The situation around which the entire play revolves is the unexpected arrival from New York of Courtney's ex-boyfriend Ryan, who is also a writer. Their three year long relationship ended when Courtney decided that she couldn't marry him after all. He is shocked that she is getting married so soon after their break-up, and he would not leave even if his only clothes were not in the wash. There is the implicit question as to whom Courtney will marry or if she will marry at all. No one on stage really seems to care, so you won't care either. Is that all there is? The sad answer is "yes"—other than a bit of cloying sentimentality at the final curtain.

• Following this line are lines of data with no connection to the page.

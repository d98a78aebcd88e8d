use crate::agent::decision::{ToolCall, final_answer_wire};
use crate::agent::history::History;
use crate::traits::{ChatMessage, ToolSpec};
use std::fmt::Write;

pub const DEFAULT_PERSONA: &str = "You are a cheerful weekend helper. You can call tools.";

/// Builds the system prompt and the per-request message list.
pub struct ContextBuilder {
    pub persona: String,
    pub tool_specs: Vec<ToolSpec>,
}

impl Default for ContextBuilder {
    fn default() -> Self {
        Self::new()
    }
}

impl ContextBuilder {
    pub fn new() -> Self {
        Self {
            persona: DEFAULT_PERSONA.to_string(),
            tool_specs: vec![],
        }
    }

    pub fn with_persona(mut self, persona: impl Into<String>) -> Self {
        self.persona = persona.into();
        self
    }

    pub fn with_tool_specs(mut self, tool_specs: Vec<ToolSpec>) -> Self {
        self.tool_specs = tool_specs;
        self
    }

    pub fn build_system_prompt(&self) -> String {
        let parts = [
            self.persona.trim().to_string(),
            self.get_protocol_instructions(),
            self.get_tool_list(),
            self.get_runtime_context(),
        ];

        parts
            .into_iter()
            .filter(|p| !p.is_empty())
            .collect::<Vec<_>>()
            .join("\n\n---\n\n")
    }

    fn get_protocol_instructions(&self) -> String {
        let mut params = serde_json::Map::new();
        params.insert("param".into(), "value".into());
        let call = ToolCall::new("tool_name", params);
        let tool_a = ToolCall::new("tool_a", serde_json::Map::new());
        let tool_b = ToolCall::new("tool_b", serde_json::Map::new());

        let mut instructions = String::new();
        instructions.push_str("## Response Protocol\n\n");
        instructions.push_str("Decide step-by-step. Output ONLY JSON, no prose and no markdown.\n\n");
        let _ = writeln!(instructions, "To call a tool:\n{}\n", call.to_wire());
        let _ = writeln!(
            instructions,
            "To call several tools at once, output a JSON array of tool calls:\n[{}, {}]\n",
            tool_a.to_wire(),
            tool_b.to_wire()
        );
        let _ = writeln!(
            instructions,
            "To answer the user:\n{}\n",
            final_answer_wire("your answer")
        );
        instructions.push_str("Tool results appear as messages starting with [tool:name]. ");
        instructions.push_str("Use them to give a final answer.");
        instructions
    }

    fn get_tool_list(&self) -> String {
        if self.tool_specs.is_empty() {
            return "## Available Tools\n\nNo tools are available. Answer directly.".to_string();
        }

        let mut list = String::from("## Available Tools\n\n");
        for tool in &self.tool_specs {
            let _ = writeln!(
                list,
                "**{}**: {}\nParameters: `{}`\n",
                tool.name, tool.description, tool.parameters_schema
            );
        }
        list.trim_end().to_string()
    }

    fn get_runtime_context(&self) -> String {
        let timestamp = chrono::Local::now().format("%Y-%m-%d %H:%M (%A)");
        format!("## Runtime Context\n\nCurrent time: {}", timestamp)
    }

    /// System prompt, then the full history, then an optional transient
    /// directive that is sent once and never stored.
    pub fn build_messages(
        &self,
        system_prompt: &str,
        history: &History,
        directive: Option<&str>,
    ) -> Vec<ChatMessage> {
        let mut messages = Vec::with_capacity(history.len() + 2);
        messages.push(ChatMessage::system(system_prompt));
        messages.extend(history.iter().cloned());
        if let Some(directive) = directive {
            messages.push(ChatMessage::system(directive));
        }
        messages
    }
}
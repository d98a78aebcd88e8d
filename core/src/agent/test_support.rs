//! Scripted collaborators for loop tests.

use crate::agent::ToolRegistry;
use crate::error::TransportError;
use crate::traits::{ChatMessage, ChatRequest, Provider, ToolProvider, ToolSpec};
use async_trait::async_trait;
use serde_json::{Value, json};
use std::collections::{HashMap, VecDeque};
use std::sync::{Arc, Mutex};

#[derive(Debug, Clone)]
pub struct RecordedRequest {
    pub messages: Vec<ChatMessage>,
    pub model: String,
    pub json_mode: bool,
}

/// Returns queued replies in order; once the queue is empty it repeats
/// `fallback`, or panics if there is none.
pub struct ScriptedProvider {
    replies: Mutex<VecDeque<Result<String, TransportError>>>,
    fallback: Option<String>,
    requests: Mutex<Vec<RecordedRequest>>,
}

impl ScriptedProvider {
    pub fn new(replies: Vec<Result<String, TransportError>>) -> Arc<Self> {
        Arc::new(Self {
            replies: Mutex::new(replies.into()),
            fallback: None,
            requests: Mutex::new(Vec::new()),
        })
    }

    pub fn texts(replies: &[&str]) -> Arc<Self> {
        Self::new(replies.iter().map(|r| Ok(r.to_string())).collect())
    }

    pub fn repeating(reply: &str) -> Arc<Self> {
        Arc::new(Self {
            replies: Mutex::new(VecDeque::new()),
            fallback: Some(reply.to_string()),
            requests: Mutex::new(Vec::new()),
        })
    }

    pub fn requests(&self) -> Vec<RecordedRequest> {
        self.requests.lock().unwrap().clone()
    }

    pub fn call_count(&self) -> usize {
        self.requests.lock().unwrap().len()
    }
}

#[async_trait]
impl Provider for ScriptedProvider {
    fn name(&self) -> &str {
        "scripted"
    }

    async fn chat(&self, request: ChatRequest<'_>) -> Result<String, TransportError> {
        let call = {
            let mut requests = self.requests.lock().unwrap();
            requests.push(RecordedRequest {
                messages: request.messages.to_vec(),
                model: request.model.to_string(),
                json_mode: request.json_mode,
            });
            requests.len()
        };

        let next = self.replies.lock().unwrap().pop_front();
        match (next, &self.fallback) {
            (Some(reply), _) => reply,
            (None, Some(fallback)) => Ok(fallback.clone()),
            (None, None) => panic!("ScriptedProvider: no reply for call #{}", call),
        }
    }
}

/// Tool provider with fixed outputs. Tools named in `failing` return an error.
pub struct StubTools {
    specs: Vec<ToolSpec>,
    outputs: HashMap<String, String>,
    failing: Vec<String>,
    calls: Mutex<Vec<(String, Value)>>,
}

impl StubTools {
    pub fn new(outputs: &[(&str, &str)]) -> Self {
        Self {
            specs: outputs
                .iter()
                .map(|(name, _)| ToolSpec {
                    name: name.to_string(),
                    description: format!("The {} tool", name),
                    parameters_schema: json!({"type": "object"}),
                })
                .collect(),
            outputs: outputs
                .iter()
                .map(|(name, out)| (name.to_string(), out.to_string()))
                .collect(),
            failing: Vec::new(),
            calls: Mutex::new(Vec::new()),
        }
    }

    pub fn failing(mut self, name: &str) -> Self {
        self.failing.push(name.to_string());
        self
    }

    pub fn calls(&self) -> Vec<(String, Value)> {
        self.calls.lock().unwrap().clone()
    }

    pub fn call_names(&self) -> Vec<String> {
        self.calls().into_iter().map(|(name, _)| name).collect()
    }
}

#[async_trait]
impl ToolProvider for StubTools {
    async fn list_tools(&self) -> anyhow::Result<Vec<ToolSpec>> {
        Ok(self.specs.clone())
    }

    async fn call_tool(&self, name: &str, args: Value) -> anyhow::Result<String> {
        self.calls.lock().unwrap().push((name.to_string(), args));
        if self.failing.iter().any(|f| f == name) {
            anyhow::bail!("{} is out of order", name);
        }
        self.outputs
            .get(name)
            .cloned()
            .ok_or_else(|| anyhow::anyhow!("no output scripted for {}", name))
    }
}

pub async fn registry_for(tools: &Arc<StubTools>) -> Arc<ToolRegistry> {
    Arc::new(ToolRegistry::discover(tools.clone()).await.unwrap())
}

Mark Linn-Baker brings a natural comic persona to Doc Coleman. Linn-Baker has a variety of quizzical facial expressions which can often convey more, and more humorously, than mere words. Linn-Baker is very funny (and physically skillful) in a comic bit in which, already inebriated, he simultaneously imbibes a drink and smokes his first cigarette in years. Lauren Ashley Carter as his Walkman-addicted daughter P.B. (who helps her father hide Ryan from her already over-the-edge mother) entertains with her sharp and witty evocations of '80s dance steps. The balance of the cast perform well, but are limited by one note roles.

Director Joe Grifasi has well paced the performance, and the costumes of Susan Hilferty and straightforward lighting design of Rui Rita more than pass muster. The airy, light set is the work of Bob Dahlstrom.

Dated, misogynist jokes can be painful ("YOU'RE lonely. I live in a house surrounded by women. That's lonely."). Lines that may be funny in stand-up fail to stand up when spoken without context in a play ("Marriage is an institution designed by losers to make them feel like winners").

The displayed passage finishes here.